## [ACTIVITY]
Below are several entries. Transcribe exactly those lines that fall from the one with "std::env::var(name)" through the one with "let (min, max)", end lines included.

[Collected data entries]
//! Axum + Askama upload UI and marketplace relay.

use std::sync::Arc;

use askama::Template;
use axum::{
    body::Bytes,
    extract::{DefaultBodyLimit, Multipart, Path as AxumPath, State},
    http::{header, HeaderMap, HeaderName, HeaderValue, Method, StatusCode, Uri},
    response::{Html, IntoResponse, Response},
    routing::{any, get, post},
    Json, Router,
};
use serde::Serialize;
use slc_annotate::{LinkCheckPipeline, RunConfig, RunError, RESULTS_FILE_NAME};
use slc_checker::ApiBase;
use slc_core::RunSummary;
use slc_storage::HttpFetcher;
use tokio::net::TcpListener;
use tokio_util::sync::CancellationToken;
use tracing::{error, info, warn};

pub const CRATE_NAME: &str = "slc-web";

const XLSX_CONTENT_TYPE: &str = "application/vnd.openxmlformats-officedocument.spreadsheetml.sheet";
const MAX_UPLOAD_BYTES: usize = 25 * 1024 * 1024;
const DEFAULT_RELAY_TARGET: &str = "https://shopee.vn";

/// Upstream the relay forwards `/api/shopee/*` to.
#[derive(Debug, Clone)]
pub struct RelayState {
    pub target: String,
    pub user_agent: String,
    pub client: reqwest::Client,
}

impl RelayState {
    pub fn new(target: impl Into<String>, user_agent: impl Into<String>, client: reqwest::Client) -> Self {
        Self {
            target: target.into().trim_end_matches('/').to_string(),
            user_agent: user_agent.into(),
            client,
        }
    }

    pub fn from_config(config: &RunConfig) -> anyhow::Result<Self> {
        let target =
            std::env::var("SLC_RELAY_TARGET").unwrap_or_else(|_| DEFAULT_RELAY_TARGET.to_string());
        let fetcher = HttpFetcher::new(config.http_client_config())?;
        Ok(Self::new(target, config.user_agent.clone(), fetcher.client().clone()))
    }
}

#[derive(Clone)]
pub struct AppState {
    pub pipeline: Arc<LinkCheckPipeline>,
    pub relay: Arc<RelayState>,
    /// Parent of every per-upload run token; cancelled on shutdown.
    pub shutdown: CancellationToken,
}

impl AppState {
    pub fn new(pipeline: LinkCheckPipeline, relay: RelayState) -> Self {
        Self {
            pipeline: Arc::new(pipeline),
            relay: Arc::new(relay),
            shutdown: CancellationToken::new(),
        }
    }

    pub fn from_config(config: &RunConfig) -> anyhow::Result<Self> {
        Ok(Self::new(
            LinkCheckPipeline::from_config(config)?,
            RelayState::from_config(config)?,
        ))
    }
}

#[derive(Template)]
#[template(path = "index.html")]
struct IndexTemplate {
    rate_min_ms: u128,
    rate_max_ms: u128,
    api_base: String,
    results_file_name: &'static str,
}

#[derive(Debug, Serialize)]
struct HealthBody {
    status: &'static str,
    message: &'static str,
}

#[derive(Debug, Serialize)]
struct ProxyErrorBody {
    error: &'static str,
    details: String,
}

pub fn app(state: AppState) -> Router {
    let relay = state.relay.clone();
    Router::new()
        .route("/", get(index_handler))
        .route("/check", post(check_handler))
        .layer(DefaultBodyLimit::max(MAX_UPLOAD_BYTES))
        .with_state(state)
        .merge(relay_app(relay))
}

/// `/health` plus the relay, without the upload UI.
pub fn relay_app(relay: Arc<RelayState>) -> Router {
    Router::new()
        .route("/health", get(health_handler))
        .route("/api/shopee/{*path}", any(relay_handler))
        .with_state(relay)
}

fn port_from_env(name: &str, default: u16) -> u16 {
    std::env::var(name)
        .ok()
        .and_then(|v| v.parse().ok())
        .unwrap_or(default)
}

pub async fn serve_from_env(port: Option<u16>) -> anyhow::Result<()> {
    let port = port.unwrap_or_else(|| port_from_env("SLC_WEB_PORT", 8000));
    let state = AppState::from_config(&RunConfig::from_env())?;
    let shutdown = state.shutdown.clone();
    let listener = TcpListener::bind(("0.0.0.0", port)).await?;
    info!(port, "upload ui listening");
    axum::serve(listener, app(state))
        .with_graceful_shutdown(shutdown_signal(shutdown))
        .await?;
    Ok(())
}

pub async fn serve_relay_from_env(port: Option<u16>) -> anyhow::Result<()> {
    let port = port.unwrap_or_else(|| port_from_env("SLC_RELAY_PORT", 3001));
    let relay = RelayState::from_config(&RunConfig::from_env())?;
    let listener = TcpListener::bind(("0.0.0.0", port)).await?;
    info!(port, target = %relay.target, "relay listening");
    axum::serve(listener, relay_app(Arc::new(relay)))
        .with_graceful_shutdown(shutdown_signal(CancellationToken::new()))
        .await?;
    Ok(())
}

async fn shutdown_signal(token: CancellationToken) {
    if let Err(err) = tokio::signal::ctrl_c().await {
        warn!(error = %err, "could not install ctrl-c handler");
        std::future::pending::<()>().await;
    }
    info!("shutdown requested, cancelling in-flight runs");
    token.cancel();
}

async fn index_handler(State(state): State<AppState>) -> Response {
    let (min, max) = state.pipeline.limiter().window();
    let api_base = match &state.pipeline.checker().config().api_base {
        ApiBase::Marketplace => "https://shopee.{locale}".to_string(),
        ApiBase::Custom(base) => base.clone(),
    };
    render_html(IndexTemplate {
        rate_min_ms: min.as_millis(),
        rate_max_ms: max.as_millis(),
        api_base,
        results_file_name: RESULTS_FILE_NAME,
    })
}

async fn check_handler(State(state): State<AppState>, mut multipart: Multipart) -> Response {
    let mut upload = None;
    loop {
        match multipart.next_field().await {
            Ok(Some(field)) if field.name() == Some("file") => match field.bytes().await {
                Ok(bytes) => {
                    upload = Some(bytes);
                    break;
                }
                Err(err) => return bad_request(err.body_text()),
            },
            Ok(Some(_)) => continue,
            Ok(None) => break,
            Err(err) => return bad_request(err.body_text()),
        }
    }

    let Some(bytes) = upload.filter(|b| !b.is_empty()) else {
        return bad_request("multipart field `file` with an .xlsx workbook is required".to_string());
    };

    info!(bytes = bytes.len(), "workbook uploaded");
    match state
        .pipeline
        .run_workbook(&bytes, state.shutdown.child_token())
        .await
    {
        Ok(output) => workbook_response(output.workbook, &output.summary),
        Err(RunError::DocumentParse(err)) => {
            warn!(error = %err, "rejected upload");
            (
                StatusCode::UNPROCESSABLE_ENTITY,
                format!("Could not read the uploaded file as an .xlsx workbook: {err}"),
            )
                .into_response()
        }
        Err(err) => {
            error!(error = %err, "link check run failed");
            server_error(anyhow::Error::new(err))
        }
    }
}

fn workbook_response(workbook: Vec<u8>, summary: &RunSummary) -> Response {
    let mut response = (StatusCode::OK, workbook).into_response();
    let headers = response.headers_mut();
    headers.insert(header::CONTENT_TYPE, HeaderValue::from_static(XLSX_CONTENT_TYPE));
    if let Ok(value) =
        HeaderValue::from_str(&format!("attachment; filename=\"{RESULTS_FILE_NAME}\""))
    {
        headers.insert(header::CONTENT_DISPOSITION, value);
    }
    let counts = [
        ("x-slc-run-id", summary.run_id.to_string()),
        ("x-slc-total-rows", summary.total_rows.to_string()),
        ("x-slc-marketplace-links", summary.marketplace_links.to_string()),
        ("x-slc-live-links", summary.live_links.to_string()),
        ("x-slc-missing-links", summary.missing_links.to_string()),
    ];
    for (name, value) in counts {
        if let Ok(value) = HeaderValue::from_str(&value) {
            headers.insert(HeaderName::from_static(name), value);
        }
    }
    response
}

async fn health_handler() -> Json<HealthBody> {
    Json(HealthBody {
        status: "ok",
        message: "relay is running",
    })
}

async fn relay_handler(
    State(relay): State<Arc<RelayState>>,
    AxumPath(path): AxumPath<String>,
    method: Method,
    uri: Uri,
    headers: HeaderMap,
    body: Bytes,
) -> Response {
    let mut target = format!("{}/{}", relay.target, path.trim_start_matches('/'));
    if let Some(query) = uri.query() {
        target.push('?');
        target.push_str(query);
    }

    let mut request = relay
        .client
        .request(method, &target)
        .header(header::USER_AGENT, relay.user_agent.as_str())
        .header(header::ACCEPT, "*/*")
        .header(header::ACCEPT_LANGUAGE, "en-US,en;q=0.5")
        .header("X-Shopee-Language", "en")
        .header("X-Requested-With", "XMLHttpRequest")
        .header("X-API-SOURCE", "pc")
        .header(header::PRAGMA, "no-cache")
        .header(header::CACHE_CONTROL, "no-cache");
    if let Some(content_type) = headers.get(header::CONTENT_TYPE) {
        request = request.header(header::CONTENT_TYPE, content_type.clone());
    }
    if !body.is_empty() {
        request = request.body(body);
    }

    let upstream = match request.send().await {
        Ok(upstream) => upstream,
        Err(err) => return proxy_error(&target, err),
    };
    let status = upstream.status();
    let content_type = upstream.headers().get(header::CONTENT_TYPE).cloned();
    match upstream.bytes().await {
        Ok(bytes) => {
            let mut response = (status, bytes).into_response();
            if let Some(content_type) = content_type {
                response.headers_mut().insert(header::CONTENT_TYPE, content_type);
            }
            response
        }
        Err(err) => proxy_error(&target, err),
    }
}

fn proxy_error(target: &str, err: reqwest::Error) -> Response {
    error!(url = target, error = %err, "relay request failed");
    (
        StatusCode::INTERNAL_SERVER_ERROR,
        Json(ProxyErrorBody {
            error: "Proxy error",
            details: err.to_string(),
        }),
    )
        .into_response()
}

fn render_html<T: Template>(tpl: T) -> Response {
    match tpl.render() {
        Ok(html) => Html(html).into_response(),
        Err(err) => server_error(anyhow::anyhow!(err.to_string())),
    }
}

fn bad_request(message: String) -> Response {
    (StatusCode::BAD_REQUEST, message).into_response()
}

fn server_error(err: anyhow::Error) -> Response {
    (
        StatusCode::INTERNAL_SERVER_ERROR,
        Html(format!("Server error: {}", err)),
    )
        .into_response()
}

## [TASK RESPONSE]
    std::env::var(name)
        .ok()
        .and_then(|v| v.parse().ok())
        .unwrap_or(default)
}

pub async fn serve_from_env(port: Option<u16>) -> anyhow::Result<()> {
    let port = port.unwrap_or_else(|| port_from_env("SLC_WEB_PORT", 8000));
    let state = AppState::from_config(&RunConfig::from_env())?;
    let shutdown = state.shutdown.clone();
    let listener = TcpListener::bind(("0.0.0.0", port)).await?;
    info!(port, "upload ui listening");
    axum::serve(listener, app(state))
        .with_graceful_shutdown(shutdown_signal(shutdown))
        .await?;
    Ok(())
}

pub async fn serve_relay_from_env(port: Option<u16>) -> anyhow::Result<()> {
    let port = port.unwrap_or_else(|| port_from_env("SLC_RELAY_PORT", 3001));
    let relay = RelayState::from_config(&RunConfig::from_env())?;
    let listener = TcpListener::bind(("0.0.0.0", port)).await?;
    info!(port, target = %relay.target, "relay listening");
    axum::serve(listener, relay_app(Arc::new(relay)))
        .with_graceful_shutdown(shutdown_signal(CancellationToken::new()))
        .await?;
    Ok(())
}

async fn shutdown_signal(token: CancellationToken) {
    if let Err(err) = tokio::signal::ctrl_c().await {
        warn!(error = %err, "could not install ctrl-c handler");
        std::future::pending::<()>().await;
    }
    info!("shutdown requested, cancelling in-flight runs");
    token.cancel();
}

async fn index_handler(State(state): State<AppState>) -> Response {
    let (min, max) = state.pipeline.limiter().window();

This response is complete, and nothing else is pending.